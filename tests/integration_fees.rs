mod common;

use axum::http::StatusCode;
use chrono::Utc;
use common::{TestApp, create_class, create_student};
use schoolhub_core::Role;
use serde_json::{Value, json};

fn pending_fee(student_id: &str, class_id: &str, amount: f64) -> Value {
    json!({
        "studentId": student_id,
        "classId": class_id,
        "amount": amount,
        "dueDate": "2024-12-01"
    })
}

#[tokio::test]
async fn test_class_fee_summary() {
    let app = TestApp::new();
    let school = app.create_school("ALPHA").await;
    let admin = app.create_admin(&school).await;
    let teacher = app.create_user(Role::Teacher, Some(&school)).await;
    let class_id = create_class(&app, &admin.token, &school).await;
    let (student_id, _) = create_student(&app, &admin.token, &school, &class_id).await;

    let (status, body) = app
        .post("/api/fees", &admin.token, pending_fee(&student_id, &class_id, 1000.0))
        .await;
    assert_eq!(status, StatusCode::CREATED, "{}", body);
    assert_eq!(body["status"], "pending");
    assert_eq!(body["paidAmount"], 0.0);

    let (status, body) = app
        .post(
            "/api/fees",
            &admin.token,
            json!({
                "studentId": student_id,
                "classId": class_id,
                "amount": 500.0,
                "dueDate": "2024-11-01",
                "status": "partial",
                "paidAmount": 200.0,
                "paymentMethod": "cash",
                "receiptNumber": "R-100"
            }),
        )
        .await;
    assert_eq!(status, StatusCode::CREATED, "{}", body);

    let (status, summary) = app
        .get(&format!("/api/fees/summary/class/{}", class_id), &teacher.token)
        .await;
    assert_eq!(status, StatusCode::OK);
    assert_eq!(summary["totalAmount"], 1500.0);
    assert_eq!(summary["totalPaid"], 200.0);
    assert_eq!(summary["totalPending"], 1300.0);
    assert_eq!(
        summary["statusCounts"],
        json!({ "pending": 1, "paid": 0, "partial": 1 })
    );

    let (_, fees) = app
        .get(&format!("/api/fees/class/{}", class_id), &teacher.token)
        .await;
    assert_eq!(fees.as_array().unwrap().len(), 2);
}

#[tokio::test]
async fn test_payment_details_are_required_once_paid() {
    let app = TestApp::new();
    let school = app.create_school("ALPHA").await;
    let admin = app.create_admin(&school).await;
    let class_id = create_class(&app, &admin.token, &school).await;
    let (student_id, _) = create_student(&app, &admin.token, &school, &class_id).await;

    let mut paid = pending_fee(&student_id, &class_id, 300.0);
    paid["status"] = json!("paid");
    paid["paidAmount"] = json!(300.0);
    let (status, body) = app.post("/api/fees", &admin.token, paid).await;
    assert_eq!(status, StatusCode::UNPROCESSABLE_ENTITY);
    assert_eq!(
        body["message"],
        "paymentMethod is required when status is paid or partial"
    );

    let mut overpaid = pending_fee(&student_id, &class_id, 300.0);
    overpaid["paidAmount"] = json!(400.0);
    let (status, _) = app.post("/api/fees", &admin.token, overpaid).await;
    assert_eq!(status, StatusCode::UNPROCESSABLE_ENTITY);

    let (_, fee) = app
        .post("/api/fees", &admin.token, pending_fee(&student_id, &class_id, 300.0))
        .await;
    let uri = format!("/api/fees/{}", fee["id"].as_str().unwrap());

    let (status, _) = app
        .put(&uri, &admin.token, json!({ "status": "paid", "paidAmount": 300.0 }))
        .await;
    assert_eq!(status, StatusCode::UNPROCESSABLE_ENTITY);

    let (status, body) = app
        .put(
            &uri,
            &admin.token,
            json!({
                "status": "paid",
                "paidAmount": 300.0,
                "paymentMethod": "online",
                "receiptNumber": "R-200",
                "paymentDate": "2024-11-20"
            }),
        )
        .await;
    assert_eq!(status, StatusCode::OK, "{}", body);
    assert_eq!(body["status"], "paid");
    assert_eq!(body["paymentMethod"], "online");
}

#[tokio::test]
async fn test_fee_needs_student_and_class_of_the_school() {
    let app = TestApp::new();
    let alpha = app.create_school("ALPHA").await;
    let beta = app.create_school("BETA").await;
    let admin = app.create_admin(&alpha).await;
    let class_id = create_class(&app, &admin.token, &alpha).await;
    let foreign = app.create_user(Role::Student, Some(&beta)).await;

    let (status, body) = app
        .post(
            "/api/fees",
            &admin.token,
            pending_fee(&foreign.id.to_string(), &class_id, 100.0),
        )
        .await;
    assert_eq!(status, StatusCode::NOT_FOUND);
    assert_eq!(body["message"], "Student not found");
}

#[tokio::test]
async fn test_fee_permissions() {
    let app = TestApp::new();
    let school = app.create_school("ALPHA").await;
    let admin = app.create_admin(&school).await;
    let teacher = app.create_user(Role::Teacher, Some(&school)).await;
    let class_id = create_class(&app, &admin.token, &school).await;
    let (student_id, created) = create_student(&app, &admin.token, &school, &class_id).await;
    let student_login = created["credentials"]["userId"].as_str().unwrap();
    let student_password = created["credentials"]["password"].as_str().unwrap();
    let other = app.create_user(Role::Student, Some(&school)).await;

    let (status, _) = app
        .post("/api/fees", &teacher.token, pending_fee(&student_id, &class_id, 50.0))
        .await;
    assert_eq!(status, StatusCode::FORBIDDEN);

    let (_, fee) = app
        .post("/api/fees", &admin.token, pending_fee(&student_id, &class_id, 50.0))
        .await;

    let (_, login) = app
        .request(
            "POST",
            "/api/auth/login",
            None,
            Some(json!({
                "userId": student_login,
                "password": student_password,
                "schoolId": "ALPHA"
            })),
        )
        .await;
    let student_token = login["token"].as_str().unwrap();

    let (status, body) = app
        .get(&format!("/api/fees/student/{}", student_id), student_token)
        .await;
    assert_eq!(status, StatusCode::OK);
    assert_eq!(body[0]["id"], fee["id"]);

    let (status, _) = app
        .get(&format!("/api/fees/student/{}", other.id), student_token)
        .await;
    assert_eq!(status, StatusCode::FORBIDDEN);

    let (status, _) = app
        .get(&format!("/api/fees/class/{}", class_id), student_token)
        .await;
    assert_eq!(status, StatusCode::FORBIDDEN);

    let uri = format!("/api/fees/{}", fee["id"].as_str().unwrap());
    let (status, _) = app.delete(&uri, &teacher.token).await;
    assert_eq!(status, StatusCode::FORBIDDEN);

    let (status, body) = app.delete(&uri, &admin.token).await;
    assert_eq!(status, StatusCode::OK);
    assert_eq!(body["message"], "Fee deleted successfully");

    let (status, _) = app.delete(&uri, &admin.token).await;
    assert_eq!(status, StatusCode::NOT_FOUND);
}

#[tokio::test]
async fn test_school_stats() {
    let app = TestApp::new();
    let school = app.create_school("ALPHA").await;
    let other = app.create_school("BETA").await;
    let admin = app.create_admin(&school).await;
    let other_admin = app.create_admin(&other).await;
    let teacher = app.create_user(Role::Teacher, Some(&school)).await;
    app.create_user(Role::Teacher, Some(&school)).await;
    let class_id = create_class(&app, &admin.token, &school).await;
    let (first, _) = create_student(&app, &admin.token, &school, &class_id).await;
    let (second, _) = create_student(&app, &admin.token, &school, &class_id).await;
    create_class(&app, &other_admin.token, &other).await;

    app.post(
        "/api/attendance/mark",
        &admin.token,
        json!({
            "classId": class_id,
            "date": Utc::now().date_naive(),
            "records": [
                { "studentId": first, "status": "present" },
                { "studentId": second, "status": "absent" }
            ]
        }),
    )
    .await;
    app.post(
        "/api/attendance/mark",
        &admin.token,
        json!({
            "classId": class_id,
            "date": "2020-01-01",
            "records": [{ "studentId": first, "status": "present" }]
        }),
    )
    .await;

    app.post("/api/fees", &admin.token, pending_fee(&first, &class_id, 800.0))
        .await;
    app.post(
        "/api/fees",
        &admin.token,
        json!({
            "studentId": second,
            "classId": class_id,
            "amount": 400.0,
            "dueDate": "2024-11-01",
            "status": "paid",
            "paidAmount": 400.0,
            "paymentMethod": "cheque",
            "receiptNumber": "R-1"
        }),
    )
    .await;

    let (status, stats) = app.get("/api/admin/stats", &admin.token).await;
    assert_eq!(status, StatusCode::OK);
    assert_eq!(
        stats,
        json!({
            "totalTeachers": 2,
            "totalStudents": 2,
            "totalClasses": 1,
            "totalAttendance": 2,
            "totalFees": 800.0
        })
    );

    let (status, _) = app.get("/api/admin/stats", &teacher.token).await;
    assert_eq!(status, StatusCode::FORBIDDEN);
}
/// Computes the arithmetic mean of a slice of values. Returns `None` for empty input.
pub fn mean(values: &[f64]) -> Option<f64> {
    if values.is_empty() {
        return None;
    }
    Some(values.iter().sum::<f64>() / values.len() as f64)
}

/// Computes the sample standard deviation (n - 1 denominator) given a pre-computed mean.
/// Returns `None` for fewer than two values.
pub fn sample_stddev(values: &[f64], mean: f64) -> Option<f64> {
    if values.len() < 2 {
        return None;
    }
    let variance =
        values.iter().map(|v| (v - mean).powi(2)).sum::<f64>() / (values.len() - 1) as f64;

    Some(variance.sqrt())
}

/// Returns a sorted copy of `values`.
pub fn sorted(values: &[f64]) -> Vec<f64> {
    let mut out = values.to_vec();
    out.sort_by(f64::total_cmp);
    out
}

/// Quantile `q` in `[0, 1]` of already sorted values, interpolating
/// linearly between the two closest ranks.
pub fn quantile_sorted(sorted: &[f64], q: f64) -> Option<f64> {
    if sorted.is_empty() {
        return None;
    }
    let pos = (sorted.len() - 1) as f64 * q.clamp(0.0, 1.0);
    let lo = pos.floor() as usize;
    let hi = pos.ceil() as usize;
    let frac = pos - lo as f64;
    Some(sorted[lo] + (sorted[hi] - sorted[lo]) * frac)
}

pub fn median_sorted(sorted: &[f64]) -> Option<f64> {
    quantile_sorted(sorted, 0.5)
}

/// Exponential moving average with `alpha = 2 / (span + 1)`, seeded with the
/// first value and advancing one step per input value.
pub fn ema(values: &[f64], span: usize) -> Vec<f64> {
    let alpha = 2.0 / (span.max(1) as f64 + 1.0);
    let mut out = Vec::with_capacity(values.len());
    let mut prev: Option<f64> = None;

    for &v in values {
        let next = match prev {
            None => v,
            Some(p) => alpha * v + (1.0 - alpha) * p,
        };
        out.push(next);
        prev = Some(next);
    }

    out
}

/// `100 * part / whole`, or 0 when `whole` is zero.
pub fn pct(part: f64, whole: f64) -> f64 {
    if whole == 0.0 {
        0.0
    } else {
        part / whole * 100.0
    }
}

---

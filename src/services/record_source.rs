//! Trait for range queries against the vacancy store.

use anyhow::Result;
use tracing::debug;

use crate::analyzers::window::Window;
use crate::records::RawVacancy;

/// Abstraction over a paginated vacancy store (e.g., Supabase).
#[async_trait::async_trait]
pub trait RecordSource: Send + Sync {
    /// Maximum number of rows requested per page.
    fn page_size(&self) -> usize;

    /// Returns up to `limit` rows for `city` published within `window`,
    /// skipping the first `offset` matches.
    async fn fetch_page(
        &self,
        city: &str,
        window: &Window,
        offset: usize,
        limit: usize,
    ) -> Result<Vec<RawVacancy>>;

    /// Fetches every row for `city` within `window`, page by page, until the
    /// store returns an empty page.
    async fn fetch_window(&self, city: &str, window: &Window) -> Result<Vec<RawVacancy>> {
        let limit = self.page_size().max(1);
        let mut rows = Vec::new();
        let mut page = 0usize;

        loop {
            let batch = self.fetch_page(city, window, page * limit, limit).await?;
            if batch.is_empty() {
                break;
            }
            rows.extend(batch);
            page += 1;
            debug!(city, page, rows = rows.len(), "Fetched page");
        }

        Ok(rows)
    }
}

* * *

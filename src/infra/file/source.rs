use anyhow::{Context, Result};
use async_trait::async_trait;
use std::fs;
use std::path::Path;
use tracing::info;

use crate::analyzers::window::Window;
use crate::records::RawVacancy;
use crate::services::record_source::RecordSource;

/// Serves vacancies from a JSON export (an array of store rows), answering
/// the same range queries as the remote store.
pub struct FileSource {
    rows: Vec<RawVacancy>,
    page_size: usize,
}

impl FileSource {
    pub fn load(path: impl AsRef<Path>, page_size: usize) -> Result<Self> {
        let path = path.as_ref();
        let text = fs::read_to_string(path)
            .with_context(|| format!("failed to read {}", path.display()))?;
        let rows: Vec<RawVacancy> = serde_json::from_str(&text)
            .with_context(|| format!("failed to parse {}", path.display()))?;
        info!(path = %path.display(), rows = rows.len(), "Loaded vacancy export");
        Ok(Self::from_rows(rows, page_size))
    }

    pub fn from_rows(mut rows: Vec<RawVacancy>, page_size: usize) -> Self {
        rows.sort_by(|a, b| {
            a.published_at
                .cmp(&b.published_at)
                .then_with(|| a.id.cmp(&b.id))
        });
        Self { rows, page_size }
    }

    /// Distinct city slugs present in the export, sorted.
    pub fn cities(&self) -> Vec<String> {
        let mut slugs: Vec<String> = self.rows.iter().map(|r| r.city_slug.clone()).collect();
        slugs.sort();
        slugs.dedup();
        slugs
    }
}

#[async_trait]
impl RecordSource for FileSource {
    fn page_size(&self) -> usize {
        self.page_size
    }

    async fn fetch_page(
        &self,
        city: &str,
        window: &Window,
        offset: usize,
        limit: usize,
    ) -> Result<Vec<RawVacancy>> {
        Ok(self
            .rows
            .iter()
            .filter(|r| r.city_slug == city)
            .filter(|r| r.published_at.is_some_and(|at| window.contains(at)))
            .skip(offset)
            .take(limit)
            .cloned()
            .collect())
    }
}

▸ Requirement
Every line in the listing that holds the string "display" should be copied out.

▸ Result
            .with_context(|| format!("failed to read {}", path.display()))?;
            .with_context(|| format!("failed to parse {}", path.display()))?;
        info!(path = %path.display(), rows = rows.len(), "Loaded vacancy export");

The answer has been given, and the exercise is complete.